The computer used in this experiment was a Dell 486DX2/66. The physical target was an electronic random number generator (RNG) connected to the CPU via a serial port. According to the RNG user manual, the RNG consists of "two independent analogue Zener diode based noise sources. Both signals are converted into random bit streams, combined and subsequently transmitted in the form of bytes tot he RS-232 port of your computer." The controlling program was written by the second author in Microsoft QuickBasic.
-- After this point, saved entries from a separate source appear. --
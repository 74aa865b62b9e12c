//! Timed experiment runner.
//!
//! Architecture:
//! 1. Validate `trials` and `sequence_length` before touching the stream
//! 2. For each trial, time one `SequenceGenerator::generate` call on a
//!    monotonic clock
//! 3. Fold head count and elapsed time into running totals
//! 4. Emit one immutable [`ExperimentResult`]
//!
//! Per-trial results are never retained; observers see them through
//! [`ExperimentRunner::run_with`].

use std::time::{Duration, Instant};

use serde::Serialize;

use crate::conditioning::{Debiaser, expected_pairs_per_bit};
use crate::config::SimulationConfig;
use crate::error::{Result, require_positive};
use crate::rng::RngStream;
use crate::sequence::SequenceGenerator;
use crate::source::BiasedSource;

/// Outcome of a single timed trial.
#[derive(Debug, Clone, Copy, PartialEq)]
pub struct TrialResult {
    /// Zero-based trial index.
    pub index: usize,
    pub head_count: u64,
    pub elapsed: Duration,
}

/// Aggregate over all trials of one run.
#[derive(Debug, Clone, PartialEq, Serialize)]
pub struct ExperimentResult {
    avg_heads: u64,
    mean_time: f64,
    min_time: f64,
    max_time: f64,
    trials: usize,
    sequence_length: usize,
}

impl ExperimentResult {
    /// Mean head count per trial, truncated toward zero (never rounded).
    pub fn avg_heads(&self) -> u64 {
        self.avg_heads
    }

    /// Mean trial duration in seconds.
    pub fn mean_time(&self) -> f64 {
        self.mean_time
    }

    /// Fastest trial in seconds.
    pub fn min_time(&self) -> f64 {
        self.min_time
    }

    /// Slowest trial in seconds.
    pub fn max_time(&self) -> f64 {
        self.max_time
    }

    pub fn trials(&self) -> usize {
        self.trials
    }

    pub fn sequence_length(&self) -> usize {
        self.sequence_length
    }
}

impl std::fmt::Display for ExperimentResult {
    fn fmt(&self, f: &mut std::fmt::Formatter<'_>) -> std::fmt::Result {
        writeln!(f, "Average Heads: {}", self.avg_heads)?;
        write!(
            f,
            "Execution Time: {:.3} [s] (min: {:.3}, max: {:.3})",
            self.mean_time, self.min_time, self.max_time
        )
    }
}

/// Running totals for one run.
#[derive(Debug)]
struct Accumulator {
    trials: usize,
    total_heads: u64,
    total_secs: f64,
    min_secs: f64,
    max_secs: f64,
}

impl Accumulator {
    fn new() -> Self {
        Self {
            trials: 0,
            total_heads: 0,
            total_secs: 0.0,
            min_secs: f64::INFINITY,
            max_secs: 0.0,
        }
    }

    fn record(&mut self, trial: &TrialResult) {
        let secs = trial.elapsed.as_secs_f64();
        self.trials += 1;
        self.total_heads += trial.head_count;
        self.total_secs += secs;
        self.min_secs = self.min_secs.min(secs);
        self.max_secs = self.max_secs.max(secs);
    }

    fn finish(self, sequence_length: usize) -> ExperimentResult {
        let n = self.trials as u64;
        // Summation rounding can push the mean a hair outside the extrema.
        let mean = (self.total_secs / self.trials as f64).clamp(self.min_secs, self.max_secs);
        ExperimentResult {
            avg_heads: self.total_heads / n,
            mean_time: mean,
            min_time: self.min_secs,
            max_time: self.max_secs,
            trials: self.trials,
            sequence_length,
        }
    }
}

/// Repeats a [`SequenceGenerator`] over many timed trials.
#[derive(Debug, Clone)]
pub struct ExperimentRunner {
    generator: SequenceGenerator,
}

impl ExperimentRunner {
    pub fn new(generator: SequenceGenerator) -> Self {
        Self { generator }
    }

    /// Build the full pipeline (stream → source → debiaser → generator).
    ///
    /// Validates the whole config up front. Without a seed, the stream is
    /// seeded from the clock.
    pub fn from_config(config: &SimulationConfig) -> Result<Self> {
        let probability = config.validate()?;
        let rng = match config.seed {
            Some(seed) => RngStream::from_seed(seed),
            None => RngStream::from_time(),
        };
        log::debug!(
            "Building runner: p={probability}, seed={}, trials={}, sequence_length={}",
            rng.seed(),
            config.trials,
            config.sequence_length
        );
        let source = BiasedSource::new(probability, rng);
        Ok(Self::new(SequenceGenerator::new(Debiaser::new(source))))
    }

    pub fn generator(&self) -> &SequenceGenerator {
        &self.generator
    }

    /// Seed of the stream this runner consumes.
    pub fn seed(&self) -> u64 {
        self.generator.debiaser().source().rng().seed()
    }

    /// Run `trials` timed repetitions of `sequence_length` unbiased bits.
    pub fn run(&mut self, trials: usize, sequence_length: usize) -> Result<ExperimentResult> {
        self.run_with(trials, sequence_length, |_| {})
    }

    /// Like [`run`](Self::run), handing every [`TrialResult`] to `observer`
    /// as soon as it is recorded.
    pub fn run_with<F>(
        &mut self,
        trials: usize,
        sequence_length: usize,
        mut observer: F,
    ) -> Result<ExperimentResult>
    where
        F: FnMut(&TrialResult),
    {
        require_positive("trials", trials)?;
        require_positive("sequence_length", sequence_length)?;

        let pairs_before = self.generator.debiaser().pairs_drawn();
        let mut acc = Accumulator::new();
        for index in 0..trials {
            let start = Instant::now();
            let head_count = self.generator.generate(sequence_length)?;
            let elapsed = start.elapsed();

            let trial = TrialResult {
                index,
                head_count,
                elapsed,
            };
            log::debug!(
                "Trial {}/{trials}: {head_count} heads in {:.3}s",
                index + 1,
                elapsed.as_secs_f64()
            );
            acc.record(&trial);
            observer(&trial);
        }

        let result = acc.finish(sequence_length);
        self.log_summary(&result, pairs_before);
        Ok(result)
    }

    fn log_summary(&self, result: &ExperimentResult, pairs_before: u64) {
        let debiaser = self.generator.debiaser();
        let pairs = debiaser.pairs_drawn() - pairs_before;
        let bits = (result.trials * result.sequence_length) as f64;
        let expected = expected_pairs_per_bit(debiaser.source().probability());
        log::info!(
            "Run complete: {} trials x {} bits, avg heads {}, mean {:.3}s",
            result.trials,
            result.sequence_length,
            result.avg_heads,
            result.mean_time
        );
        if let Some(expected) = expected {
            log::trace!(
                "Pairs per bit: observed {:.4}, expected {expected:.4}",
                pairs as f64 / bits
            );
        }
    }
}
The simulated feather had to move down 400 steps to drift from the top of the screen to the bottom. To drift in the X axis direction, left or right, the RNG generated a random bit; if the bit was a 0 the feather would drift left, and if it was a 1, the feather would drift right. Then, another random number within the range of 0 to 2, inclusive, was generated, and if it was a 0 or 1, the feather would drift down one step, otherwise it would drift up one step. This asymmetry in the Y axis ensured that the feather would eventually drift all the way down.
When the feather finally landed at the bottom of the screen, the X deviation from the center line was divided by 20, and this determined the prize category. Thus, a deviation in the X axis of less than (+or-)20 would result in a score of 0, or no prize; a deviation of >(+or-)20 but <(+or-)40 would result in a score of 1, and a small prize, and so on.
Determining the theoretically expected probability distribution of the feather from the center line (i.e., deviation from X=0), was not as simple as applying the binomial distribution for 400 random binary samples. This was because the simulated feather was allowed to randomly drift back upwards, thus the number of samples in the run ranged from a minimum of 400 to an undetermined maximum (although in practice the maximum was about 800 samples). Thus, an empirical distribution was determined via a Monte Carlo run of 7,000 unobserved trials.